Questa frase ha un forte valore spirituale e umano poiché ci spiega che il modo migliore per elaborare una perdita è conservare la persona cara dentro di sé, renderla vitale nella nostra vita e riattivarla nel nostro quotidiano. Deve trattarsi di un atteggiamento oculato, non paranoico o ossessivo. Dobbiamo comprendere che la nostra vita deve continuare anche senza avere accanto quella persona cara, ma che potremo attingere alla comune eredità sentimentale, ogniqualvolta ne sentiremo il bisogno.
Quanto è importante sapere lasciare andare la persona cara?
È fondamentale e non solo per chi resta. Un’antica credenza indiana dice che un ammalato terminale ha maggiore difficoltà a morire quanto più lacrime e dolore lo trattengono su questa terra. Ed è così che, volendo seguire la cultura indiana, è bene aiutare il malato con frasi incoraggianti, il cosiddetto augurio di “andare con Dio” e di lasciare serenamente questa terra.

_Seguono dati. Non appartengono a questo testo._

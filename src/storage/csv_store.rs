// src/storage/csv_store.rs
//! Semicolon-separated, UTF-8 (with BOM) tables of job records.

use anyhow::{Context, Result};
use csv::{ReaderBuilder, StringRecord, WriterBuilder};
use std::collections::HashMap;
use std::fmt;
use std::fs::{self, File};
use std::io::Write;
use std::path::{Path, PathBuf};
use tracing::{info, warn};

use crate::types::{JobRecord, RankedJob, LINK_NOT_FOUND, SALARY_NOT_STATED};

pub const UTF8_BOM: &[u8] = b"\xEF\xBB\xBF";
pub const DELIMITER: u8 = b';';
pub const KEYWORD_SEPARATOR: &str = ", ";

pub const RAW_COLUMNS: [&str; 6] = [
    "title",
    "company",
    "location",
    "raw_salary",
    "description",
    "link",
];

pub const DERIVED_COLUMNS: [&str; 4] = [
    "matched_keywords",
    "technical_complexity",
    "estimated_annual_salary",
    "task_to_salary_ratio",
];

/// An input table the current step depends on has not been produced yet.
#[derive(Debug)]
pub struct MissingPrerequisite {
    pub path: PathBuf,
    pub produced_by: &'static str,
}

impl fmt::Display for MissingPrerequisite {
    fn fmt(&self, f: &mut fmt::Formatter<'_>) -> fmt::Result {
        write!(
            f,
            "missing prerequisite file '{}'. Run `job-kpi {}` first.",
            self.path.display(),
            self.produced_by
        )
    }
}

impl std::error::Error for MissingPrerequisite {}

/// Fail with [`MissingPrerequisite`] when `path` does not exist.
pub fn ensure_prerequisite(path: &Path, produced_by: &'static str) -> Result<()> {
    if !path.exists() {
        return Err(MissingPrerequisite {
            path: path.to_path_buf(),
            produced_by,
        }
        .into());
    }
    Ok(())
}

/// Header name to column position, built once per file.
struct ColumnIndex {
    positions: HashMap<String, usize>,
}

impl ColumnIndex {
    fn new(headers: &StringRecord) -> Self {
        let positions = headers
            .iter()
            .enumerate()
            .map(|(i, name)| (name.trim().to_string(), i))
            .collect();
        Self { positions }
    }

    fn missing<'a>(&self, required: &[&'a str]) -> Vec<&'a str> {
        required
            .iter()
            .copied()
            .filter(|column| !self.positions.contains_key(*column))
            .collect()
    }

    fn get<'r>(&self, row: &'r StringRecord, column: &str) -> Option<&'r str> {
        self.positions.get(column).and_then(|&i| row.get(i))
    }

    fn cell<'r>(&self, row: &'r StringRecord, column: &str) -> &'r str {
        self.get(row, column).unwrap_or("").trim()
    }

    fn text_or(&self, row: &StringRecord, column: &str, default: &str) -> String {
        match self.get(row, column) {
            Some(value) if !value.is_empty() => value.to_string(),
            _ => default.to_string(),
        }
    }

    fn job_record(&self, row: &StringRecord) -> JobRecord {
        JobRecord {
            title: self.text_or(row, "title", ""),
            company: self.text_or(row, "company", ""),
            location: self.text_or(row, "location", ""),
            raw_salary: self.text_or(row, "raw_salary", SALARY_NOT_STATED),
            description: self.text_or(row, "description", ""),
            link: self.text_or(row, "link", LINK_NOT_FOUND),
        }
    }
}

fn raw_row(record: &JobRecord) -> [&str; 6] {
    [
        &record.title,
        &record.company,
        &record.location,
        &record.raw_salary,
        &record.description,
        &record.link,
    ]
}

fn ranked_row(job: &RankedJob) -> Vec<String> {
    let mut row: Vec<String> = raw_row(&job.record).iter().map(|s| s.to_string()).collect();
    row.push(job.matched_keywords().join(KEYWORD_SEPARATOR));
    row.push(job.technical_complexity().to_string());
    row.push(job.estimated_annual_salary().to_string());
    row.push(
        job.task_to_salary_ratio()
            .map(|ratio| ratio.to_string())
            .unwrap_or_default(),
    );
    row
}

/// Split a persisted keyword cell. Also accepts the bracketed list form
/// `['python', 'sql']` written by older exports.
pub fn parse_keyword_list(cell: &str) -> Vec<String> {
    let cell = cell.trim();
    let inner = cell
        .strip_prefix('[')
        .and_then(|s| s.strip_suffix(']'))
        .unwrap_or(cell);

    inner
        .split(',')
        .map(|part| part.trim().trim_matches(|c| c == '\'' || c == '"'))
        .filter(|part| !part.is_empty())
        .map(str::to_string)
        .collect()
}

fn open_writer(path: &Path) -> Result<csv::Writer<File>> {
    if let Some(parent) = path.parent().filter(|p| !p.as_os_str().is_empty()) {
        fs::create_dir_all(parent)
            .with_context(|| format!("Failed to create directory: {}", parent.display()))?;
    }

    let mut file =
        File::create(path).with_context(|| format!("Failed to create file: {}", path.display()))?;
    file.write_all(UTF8_BOM)
        .with_context(|| format!("Failed to write file: {}", path.display()))?;

    Ok(WriterBuilder::new().delimiter(DELIMITER).from_writer(file))
}

fn read_table(path: &Path, produced_by: &'static str) -> Result<(StringRecord, Vec<StringRecord>)> {
    ensure_prerequisite(path, produced_by)?;

    let bytes = fs::read(path).with_context(|| format!("Failed to read file: {}", path.display()))?;
    let content = bytes.strip_prefix(UTF8_BOM).unwrap_or(&bytes);

    let mut reader = ReaderBuilder::new()
        .delimiter(DELIMITER)
        .flexible(true)
        .from_reader(content);

    let headers = reader
        .headers()
        .with_context(|| format!("Failed to read header row of {}", path.display()))?
        .clone();

    let rows = reader
        .records()
        .collect::<Result<Vec<_>, _>>()
        .with_context(|| format!("Failed to parse {}", path.display()))?;

    Ok((headers, rows))
}

/// Write raw scraped records.
pub fn write_jobs(path: &Path, records: &[JobRecord]) -> Result<()> {
    let mut writer = open_writer(path)?;
    writer.write_record(RAW_COLUMNS)?;
    for record in records {
        writer.write_record(raw_row(record))?;
    }
    writer
        .flush()
        .with_context(|| format!("Failed to write file: {}", path.display()))?;

    info!("Wrote {} offers to {}", records.len(), path.display());
    Ok(())
}

/// Write decorated records with the derived columns appended.
pub fn write_ranked(path: &Path, jobs: &[RankedJob]) -> Result<()> {
    let mut writer = open_writer(path)?;
    writer.write_record(RAW_COLUMNS.iter().chain(DERIVED_COLUMNS.iter()))?;
    for job in jobs {
        writer.write_record(ranked_row(job))?;
    }
    writer
        .flush()
        .with_context(|| format!("Failed to write file: {}", path.display()))?;

    info!("Wrote {} ranked offers to {}", jobs.len(), path.display());
    Ok(())
}

/// Read raw records. Absent columns and empty cells fall back to the
/// record defaults; unknown columns are ignored.
pub fn read_jobs(path: &Path) -> Result<Vec<JobRecord>> {
    let (headers, rows) = read_table(path, "scrape")?;
    let index = ColumnIndex::new(&headers);

    let missing = index.missing(&RAW_COLUMNS);
    if !missing.is_empty() {
        warn!(
            "{} has no column(s) {}, using defaults",
            path.display(),
            missing.join(", ")
        );
    }

    Ok(rows.iter().map(|row| index.job_record(row)).collect())
}

/// Read ranked records, requiring every raw and derived column.
pub fn read_ranked(path: &Path) -> Result<Vec<RankedJob>> {
    let (headers, rows) = read_table(path, "rank --mode efficiency")?;
    let index = ColumnIndex::new(&headers);

    let required: Vec<&str> = RAW_COLUMNS.iter().chain(DERIVED_COLUMNS.iter()).copied().collect();
    let missing = index.missing(&required);
    if !missing.is_empty() {
        anyhow::bail!(
            "{} is not a ranked offers table: missing column(s) {}",
            path.display(),
            missing.join(", ")
        );
    }

    rows.iter()
        .enumerate()
        .map(|(i, row)| {
            // header is line 1
            ranked_from_row(&index, row)
                .with_context(|| format!("{}: invalid row at line {}", path.display(), i + 2))
        })
        .collect()
}

fn ranked_from_row(index: &ColumnIndex, row: &StringRecord) -> Result<RankedJob> {
    let cell = |column| index.cell(row, column);

    let matched = parse_keyword_list(cell("matched_keywords"));
    let complexity: usize = cell("technical_complexity")
        .parse()
        .with_context(|| format!("technical_complexity: '{}'", cell("technical_complexity")))?;
    let salary: f64 = cell("estimated_annual_salary")
        .parse()
        .with_context(|| format!("estimated_annual_salary: '{}'", cell("estimated_annual_salary")))?;
    let ratio = match cell("task_to_salary_ratio") {
        "" => None,
        value => Some(
            value
                .parse::<f64>()
                .with_context(|| format!("task_to_salary_ratio: '{}'", value))?,
        ),
    };

    RankedJob::from_persisted(index.job_record(row), matched, complexity, salary, ratio)
}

Non vi sono fondamenti scientifici, che confermino questa tesi, è certo però che anche il malato incosciente, necessiti di un clima di serenità intorno. Altro discorso riguarda invece chi resta. Sovente non si accetta la fine, si vorrebbero tentare tutte le carte possibili pur di tenere in vita la persona cara. È bene comprendere quale sia il confine tra l’amore e l’egoismo dell’accanimento terapeutico. Quando una malattia non è più curabile è bene accettare le terapie palliative nel rispetto della dignità di chi soffre, che viene prima di qualsiasi forma di attaccamento.

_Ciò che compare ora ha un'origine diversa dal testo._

// src/analysis/salary.rs
//! Free-text salary normalization.
//!
//! Salary fields mix daily rates ("500/j", "TJM 450"), thousands ("45k"),
//! ranges ("45-55k") and bare numbers. Every expression is reduced to one
//! estimated annual amount with a fixed, ordered rule set:
//!
//! 1. daily-rate marker, or an unmarked amount strictly inside 200..1500,
//!    is a daily rate worked 220 days a year;
//! 2. a `k` marker means thousands;
//! 3. an amount below 200 is read as thousands;
//! 4. anything else is already annual.
//!
//! A bare "500" is ambiguous between a daily rate and an annual figure;
//! the band above settles it and must stay as is.
//!
//! Any Unicode decimal digit counts ("４５ｋ" reads as 45). Amounts too
//! large for an `f64` saturate at `f64::MAX`.

use once_cell::sync::Lazy;
use regex::Regex;

pub const WORKING_DAYS_PER_YEAR: f64 = 220.0;

const DAILY_RATE_MARKERS: [&str; 2] = ["/j", "tjm"];
const THOUSANDS_MARKER: &str = "k";
const DAILY_RATE_BAND: (f64, f64) = (200.0, 1500.0);
const SHORT_AMOUNT_CEILING: f64 = 200.0;

static DIGIT_RUN: Lazy<Regex> = Lazy::new(|| Regex::new(r"\d+").expect("Invalid digit run regex"));
static DECIMAL_DIGIT: Lazy<Regex> =
    Lazy::new(|| Regex::new(r"^\d$").expect("Invalid decimal digit regex"));

/// How the working amount of a salary text is read.
#[derive(Debug, Clone, Copy, PartialEq, Eq)]
pub enum SalaryUnit {
    DailyRate,
    Thousands,
    Annual,
}

#[derive(Debug, Clone, Copy, PartialEq)]
pub struct ParsedSalary {
    /// Mean of every number in the text.
    pub amount: f64,
    pub unit: SalaryUnit,
}

impl ParsedSalary {
    pub fn annual(&self) -> f64 {
        let annual = match self.unit {
            SalaryUnit::DailyRate => self.amount * WORKING_DAYS_PER_YEAR,
            SalaryUnit::Thousands => self.amount * 1000.0,
            SalaryUnit::Annual => self.amount,
        };
        annual.min(f64::MAX)
    }
}

/// Parse a salary text into its working amount and unit.
///
/// Returns `None` when the text holds no digits.
pub fn parse_salary(raw: &str) -> Option<ParsedSalary> {
    let text = raw.to_lowercase();

    let numbers: Vec<f64> = DIGIT_RUN
        .find_iter(&text)
        .map(|m| digit_run_value(m.as_str()))
        .collect();
    if numbers.is_empty() {
        return None;
    }

    let amount = (numbers.iter().sum::<f64>() / numbers.len() as f64).min(f64::MAX);

    Some(ParsedSalary {
        amount,
        unit: classify(&text, amount),
    })
}

/// Estimated annual salary for a free-text salary, 0 when it has no digits.
pub fn normalize_salary(raw: &str) -> f64 {
    parse_salary(raw).map(|parsed| parsed.annual()).unwrap_or(0.0)
}

fn digit_run_value(run: &str) -> f64 {
    run.chars()
        .filter_map(decimal_value)
        .fold(0.0, |value, digit| (value * 10.0 + f64::from(digit)).min(f64::MAX))
}

/// Value of a Unicode decimal digit.
///
/// Decimal digits are encoded in contiguous runs of complete 0-9 sets, so
/// the offset from the start of the run gives the value.
fn decimal_value(c: char) -> Option<u32> {
    if let Some(digit) = c.to_digit(10) {
        return Some(digit);
    }
    if !is_decimal_digit(c) {
        return None;
    }

    let mut start = c as u32;
    while let Some(prev) = start
        .checked_sub(1)
        .and_then(char::from_u32)
        .filter(|&prev| is_decimal_digit(prev))
    {
        start = prev as u32;
    }
    Some((c as u32 - start) % 10)
}

fn is_decimal_digit(c: char) -> bool {
    let mut buf = [0u8; 4];
    DECIMAL_DIGIT.is_match(c.encode_utf8(&mut buf))
}

fn classify(text: &str, amount: f64) -> SalaryUnit {
    let daily_marker = DAILY_RATE_MARKERS.iter().any(|marker| text.contains(marker));
    let thousands_marker = text.contains(THOUSANDS_MARKER);
    let in_daily_band = amount > DAILY_RATE_BAND.0 && amount < DAILY_RATE_BAND.1;

    if daily_marker || (in_daily_band && !thousands_marker) {
        SalaryUnit::DailyRate
    } else if thousands_marker || amount < SHORT_AMOUNT_CEILING {
        SalaryUnit::Thousands
    } else {
        SalaryUnit::Annual
    }
}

Eutanasia, in Italia a che punto siamo?
È un nodo difficile da sciogliere, che tocca tematiche etiche, morali, religiose. L’Italia, con l’azione di alcune note associazioni, ha ammorbidito certe posizioni. Resto del parere che una questione tanto importante e difficile da generalizzare, vada approfondita con una maggiore conoscenza del tema, con una condivisione comunitaria e con un confronto sano.